This is a brief introduction to the CRISP-DM methodology: if you want to read more about this framework a good place to start is this Wikipedia article.

Creating your use case

The king-pin of the methodology, and frankly the best way of communicating your project to all stakeholders is to create what’s called a use case. Your use case will be the foundation and North Star throughout the life-cycle of the methodology. You, all your colleagues and end-users will be referencing it in all the phases of the methodology. We’ve put an example skeleton use case template that will help you stay on point. Just a thought to bear in mind – we are sure once you start thinking of your use case you won’t just have one, you will quickly have identified and enumerated many. So prepare to spend a bit of time consulting on the relative impact to the business of tackling each of them and then working up a priority and strategy for your multiple Einstein Analytics projects. Instead of digging into every single use case you can come up with, prioritize them based on the business value it will bring to complete the use case and pick up to three to start with, don’t stretch yourself thin, you can always get back to those use cases you drop in the first round.

What can you do to get all stakeholders aligned and hungry for the output of your project? Create your use case with them. Necessarily less technical, this first round of thinking helps you explain in easy language and enough detail the business challenge, the approach and data required, the strategic and tactical insights you expect to find and deliver. Doing this exercise will truly help you and your business prioritize which use cases you want to focus on as it addresses business value and impact as well as whether data is available. Here’s an example based on being able to predict the likelihood that an open opportunity will be closed won.

In the business challenge section, you list all the challenges or reasons behind the goal – what is it you are trying to solve in the business. For the approach and data required you need to consider what data you have available and where this is stored. If you are looking at an opportunity’s likelihood of being won, you most likely want to look at the opportunity object in Salesforce, however, you may also want to look at other sources with other relevant details about the opportunity, account, sales activity, prior service case history, NPS, prior opportunities, etc.
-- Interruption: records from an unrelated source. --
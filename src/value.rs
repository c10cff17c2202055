//! The tagged replacement for the source's dictionary-typed wire value
//! (spec.md §9): an `Empty`-kind output carries an amount, a
//! `Serialized`/`Cast`-kind output carries a `Token`, and a coinbase's
//! pseudo-input carries the literal "Mining Reward" sentinel.

use crate::token::Token;
use serde::de::Error as _;
use serde::{Deserialize, Deserializer, Serialize, Serializer};

pub const MINING_REWARD_SENTINEL: &str = "Mining Reward";

#[derive(Clone, Debug, PartialEq)]
pub enum Value {
    Amount(u64),
    Ballot(Token),
    MiningReward,
}

/// Matches the wire format's untyped `value` field exactly (spec.md §6): a
/// JSON number for `Amount`, a JSON object for `Ballot`, and the literal
/// string `"Mining Reward"` for the coinbase pseudo-input's value — never
/// `null`, since that string is what a real peer on the wire expects.
impl Serialize for Value {
    fn serialize<S: Serializer>(&self, serializer: S) -> Result<S::Ok, S::Error> {
        match self {
            Value::Amount(n) => serializer.serialize_u64(*n),
            Value::Ballot(token) => token.serialize(serializer),
            Value::MiningReward => serializer.serialize_str(MINING_REWARD_SENTINEL),
        }
    }
}

impl<'de> Deserialize<'de> for Value {
    fn deserialize<D: Deserializer<'de>>(deserializer: D) -> Result<Self, D::Error> {
        let raw = serde_json::Value::deserialize(deserializer)?;

        if let Some(n) = raw.as_u64() {
            return Ok(Value::Amount(n));
        }

        if let Some(s) = raw.as_str() {
            return if s == MINING_REWARD_SENTINEL {
                Ok(Value::MiningReward)
            } else {
                Err(D::Error::custom(format!("unexpected string value {s:?}")))
            };
        }

        serde_json::from_value(raw)
            .map(Value::Ballot)
            .map_err(D::Error::custom)
    }
}

impl Value {
    pub fn as_amount(&self) -> Option<u64> {
        match self {
            Value::Amount(n) => Some(*n),
            _ => None,
        }
    }

    pub fn as_ballot(&self) -> Option<&Token> {
        match self {
            Value::Ballot(t) => Some(t),
            _ => None,
        }
    }

    pub fn is_mining_reward(&self) -> bool {
        matches!(self, Value::MiningReward)
    }

    /// The literal string embedded in signing payloads and SQL `value TEXT`
    /// columns: a decimal integer for `Amount`, a token's `tkid` for
    /// `Ballot` (the full record is reconstructed from the Serialised_Tokens
    /// table, not from this column), and the literal sentinel string for
    /// `MiningReward`.
    pub fn to_storage_string(&self) -> String {
        match self {
            Value::Amount(n) => n.to_string(),
            Value::Ballot(token) => token.tkid.to_string(),
            Value::MiningReward => MINING_REWARD_SENTINEL.to_owned(),
        }
    }
}

#[cfg(test)]
mod tests {
    use super::*;

    #[test]
    fn amount_storage_string_is_decimal() {
        assert_eq!(Value::Amount(42).to_storage_string(), "42");
    }

    #[test]
    fn mining_reward_storage_string_is_sentinel() {
        assert_eq!(Value::MiningReward.to_storage_string(), "Mining Reward");
    }
}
Finally, you list the strategic drivers and tactical drivers. The strategic insights are the insights you are getting from the story as a whole which helps you understand how the business is working and what the drivers of success are. Whereas tactical insights are related to the individual record you are going to score in Salesforce (in this case an opportunity).

When you think you have finished writing up each use case outline it’s best to go back to the business and validate each one. Why? Well, they may spot things you missed, got wrong, things that are not operationally valid or you may have the wrong emphasis. After all, they will be the ones using the decision support provided from your Einstein Analytics Stories, so you’d better get full buy-in if you want high adoption rates!

Converting your use case to a use case reference

Your next job is to create your working use case reference. This is necessarily more technical and translates what you have in your use case outline from before into more tangible and project-based terminology and activities. Here’s a template you may want to adopt and adapt.

Let’s pick this use case reference template apart a bit using the example below. Doing so will help you think about writing up your candidate use cases and converting some questions and wishes into concrete aspects of your project.

The first step of the template is to name your use case – always a good idea to give it something meaningful and motivational. To help further, it really does help everyone to be able to define the goal in one sentence. The example goal you can see in the use case below, the single sentence goal has been defined as “Understanding the drivers of winning deals so we can predict future wins”. Next is the operational approach, which really is about explaining what you are trying to understand, with what data and what you wish to predict. Expanding on the goal from our example below the operational approach is described as “Analysing the historical opportunities data for all regions and divisions we will generate a story that explains the effects which are driving more opportunities to be won. Further after understanding these drivers we want to then predict the probability of future opportunities to close as won”.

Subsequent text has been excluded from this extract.